_WHAT THE TASK REQUIRES_
Work through the data below and give the number of lines holding "DumpOptions", nothing more.

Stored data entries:
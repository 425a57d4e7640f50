//! Configuration schema definitions
//!
//! Defines the structure of the configuration file using serde for serialization.

use std::path::PathBuf;
use std::time::Duration;

use anyhow::{Result, bail};
use serde::{Deserialize, Serialize};

use crate::dump::{DEFAULT_PAGE_SIZE, DumpOptions, MissingObjectPolicy};
use crate::models::GroupKind;

/// Root configuration structure
#[derive(Debug, Clone, Serialize, Deserialize, PartialEq)]
#[serde(rename_all = "camelCase", deny_unknown_fields)]
pub struct Config {
    /// Directory manifests are written into
    #[serde(default = "default_data_dir")]
    pub data_dir: PathBuf,

    /// Strip cluster-assigned fields and `status` before writing
    #[serde(default = "default_true")]
    pub sanitize: bool,

    /// In single-object mode, also dump everything the object owns
    #[serde(default)]
    pub include_dependants: bool,

    /// Label selector applied to every list call
    #[serde(default, skip_serializing_if = "Option::is_none")]
    pub label_selector: Option<String>,

    /// Resource types never dumped, as `Kind.group` (`Kind` for the core group)
    #[serde(default, skip_serializing_if = "Vec::is_empty")]
    pub ignore_group_kinds: Vec<String>,

    /// Objects requested per list call
    #[serde(default = "default_page_size")]
    pub page_size: u32,

    /// Behaviour when an object disappears mid-dump
    #[serde(default)]
    pub missing_objects: MissingObjectPolicy,

    /// Abort the dump after this many seconds
    #[serde(default, skip_serializing_if = "Option::is_none")]
    pub timeout_seconds: Option<u64>,

    /// Empty the data directory before dumping
    #[serde(default)]
    pub clean_data_dir: bool,
}

impl Default for Config {
    fn default() -> Self {
        Self {
            data_dir: default_data_dir(),
            sanitize: true,
            include_dependants: false,
            label_selector: None,
            ignore_group_kinds: Vec::new(),
            page_size: default_page_size(),
            missing_objects: MissingObjectPolicy::default(),
            timeout_seconds: None,
            clean_data_dir: false,
        }
    }
}

impl Config {
    /// Parsed ignore list
    pub fn group_kinds(&self) -> Result<Vec<GroupKind>> {
        self.ignore_group_kinds
            .iter()
            .map(|entry| {
                let entry = entry.trim();
                let group_kind = GroupKind::parse(entry);
                if group_kind.kind.is_empty() {
                    bail!("invalid entry in ignoreGroupKinds: {:?}", entry);
                }
                Ok(group_kind)
            })
            .collect()
    }

    /// Check the values serde cannot check on its own
    pub fn validate(&self) -> Result<()> {
        if self.page_size == 0 {
            bail!("pageSize must be greater than 0");
        }
        if self.timeout_seconds == Some(0) {
            bail!("timeoutSeconds must be greater than 0");
        }
        if self.data_dir.as_os_str().is_empty() {
            bail!("dataDir must not be empty");
        }
        self.group_kinds()?;
        Ok(())
    }

    pub fn to_dump_options(&self) -> Result<DumpOptions> {
        self.validate()?;
        Ok(DumpOptions {
            data_dir: self.data_dir.clone(),
            sanitize: self.sanitize,
            label_selector: self.label_selector.clone().filter(|s| !s.is_empty()),
            include_dependants: self.include_dependants,
            ignore_group_kinds: self.group_kinds()?,
            page_size: self.page_size,
            missing_objects: self.missing_objects,
            timeout: self.timeout_seconds.map(Duration::from_secs),
        })
    }
}

// Default value functions
fn default_data_dir() -> PathBuf {
    PathBuf::from("./kubedump")
}

fn default_true() -> bool {
    true
}

fn default_page_size() -> u32 {
    DEFAULT_PAGE_SIZE
}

_OUTPUT BELOW_
3